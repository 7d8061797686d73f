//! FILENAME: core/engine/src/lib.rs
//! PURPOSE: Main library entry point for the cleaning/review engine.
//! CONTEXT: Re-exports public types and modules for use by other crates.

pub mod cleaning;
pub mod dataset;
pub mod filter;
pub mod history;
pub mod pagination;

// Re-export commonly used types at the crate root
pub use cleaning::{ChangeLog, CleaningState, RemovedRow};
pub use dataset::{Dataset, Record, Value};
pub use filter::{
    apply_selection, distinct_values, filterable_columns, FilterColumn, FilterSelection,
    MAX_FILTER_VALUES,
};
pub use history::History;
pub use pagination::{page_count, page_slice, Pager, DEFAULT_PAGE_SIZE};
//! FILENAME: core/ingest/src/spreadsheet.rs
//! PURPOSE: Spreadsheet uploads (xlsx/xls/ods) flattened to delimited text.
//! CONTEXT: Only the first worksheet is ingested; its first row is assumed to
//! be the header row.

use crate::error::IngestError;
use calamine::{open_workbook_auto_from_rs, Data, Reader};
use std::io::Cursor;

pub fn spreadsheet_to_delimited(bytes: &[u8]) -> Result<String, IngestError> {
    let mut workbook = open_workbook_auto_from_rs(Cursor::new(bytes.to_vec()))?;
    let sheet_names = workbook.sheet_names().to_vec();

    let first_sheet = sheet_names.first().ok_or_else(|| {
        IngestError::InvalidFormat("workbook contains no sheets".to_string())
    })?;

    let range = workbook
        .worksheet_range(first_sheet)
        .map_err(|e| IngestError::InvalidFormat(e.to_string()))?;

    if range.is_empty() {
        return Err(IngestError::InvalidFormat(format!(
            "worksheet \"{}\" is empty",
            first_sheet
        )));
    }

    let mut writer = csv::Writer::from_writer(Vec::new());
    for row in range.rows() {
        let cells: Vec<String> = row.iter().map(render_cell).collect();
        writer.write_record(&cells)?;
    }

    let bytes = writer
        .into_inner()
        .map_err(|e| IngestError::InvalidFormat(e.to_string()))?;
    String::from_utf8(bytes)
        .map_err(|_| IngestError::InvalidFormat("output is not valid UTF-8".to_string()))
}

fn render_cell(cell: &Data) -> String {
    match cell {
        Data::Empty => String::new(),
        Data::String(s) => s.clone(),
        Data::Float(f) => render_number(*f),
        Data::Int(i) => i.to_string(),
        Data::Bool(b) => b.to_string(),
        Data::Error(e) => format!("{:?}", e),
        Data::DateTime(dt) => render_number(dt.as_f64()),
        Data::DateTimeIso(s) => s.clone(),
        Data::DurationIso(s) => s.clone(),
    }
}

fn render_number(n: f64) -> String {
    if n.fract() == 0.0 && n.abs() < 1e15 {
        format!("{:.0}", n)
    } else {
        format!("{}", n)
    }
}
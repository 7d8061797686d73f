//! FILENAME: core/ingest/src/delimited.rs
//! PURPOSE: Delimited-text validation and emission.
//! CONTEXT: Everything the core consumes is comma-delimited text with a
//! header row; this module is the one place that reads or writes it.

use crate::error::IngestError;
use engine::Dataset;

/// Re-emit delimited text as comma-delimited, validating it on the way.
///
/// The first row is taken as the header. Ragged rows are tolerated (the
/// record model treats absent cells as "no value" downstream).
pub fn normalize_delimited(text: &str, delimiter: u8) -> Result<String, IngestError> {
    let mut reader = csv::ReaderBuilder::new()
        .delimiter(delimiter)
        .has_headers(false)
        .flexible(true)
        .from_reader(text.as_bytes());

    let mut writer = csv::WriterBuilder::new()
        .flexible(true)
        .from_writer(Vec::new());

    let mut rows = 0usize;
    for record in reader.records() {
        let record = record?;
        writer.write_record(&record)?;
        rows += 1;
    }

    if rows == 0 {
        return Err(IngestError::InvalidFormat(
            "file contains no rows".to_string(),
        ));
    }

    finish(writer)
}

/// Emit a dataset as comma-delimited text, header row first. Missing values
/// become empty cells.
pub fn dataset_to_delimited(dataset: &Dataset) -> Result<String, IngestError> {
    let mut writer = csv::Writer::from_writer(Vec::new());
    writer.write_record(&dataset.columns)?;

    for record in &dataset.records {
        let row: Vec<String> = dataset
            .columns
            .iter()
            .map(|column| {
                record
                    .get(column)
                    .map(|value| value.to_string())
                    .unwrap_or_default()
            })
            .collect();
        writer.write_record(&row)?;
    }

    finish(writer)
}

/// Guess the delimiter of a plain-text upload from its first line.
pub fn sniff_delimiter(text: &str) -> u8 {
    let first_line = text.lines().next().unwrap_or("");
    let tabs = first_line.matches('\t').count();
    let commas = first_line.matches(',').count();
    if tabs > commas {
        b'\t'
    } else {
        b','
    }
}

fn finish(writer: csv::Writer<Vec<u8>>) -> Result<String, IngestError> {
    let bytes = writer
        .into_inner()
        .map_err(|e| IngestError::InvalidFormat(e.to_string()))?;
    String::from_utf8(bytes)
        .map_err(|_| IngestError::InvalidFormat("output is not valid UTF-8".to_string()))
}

= = = =

WORK INSTRUCTIONS |
Working from the entries above, filter out every line that lacks "Cursor" and copy what remains.

TASK SOLUTION |
use std::io::Cursor;
    let mut workbook = open_workbook_auto_from_rs(Cursor::new(bytes.to_vec()))?;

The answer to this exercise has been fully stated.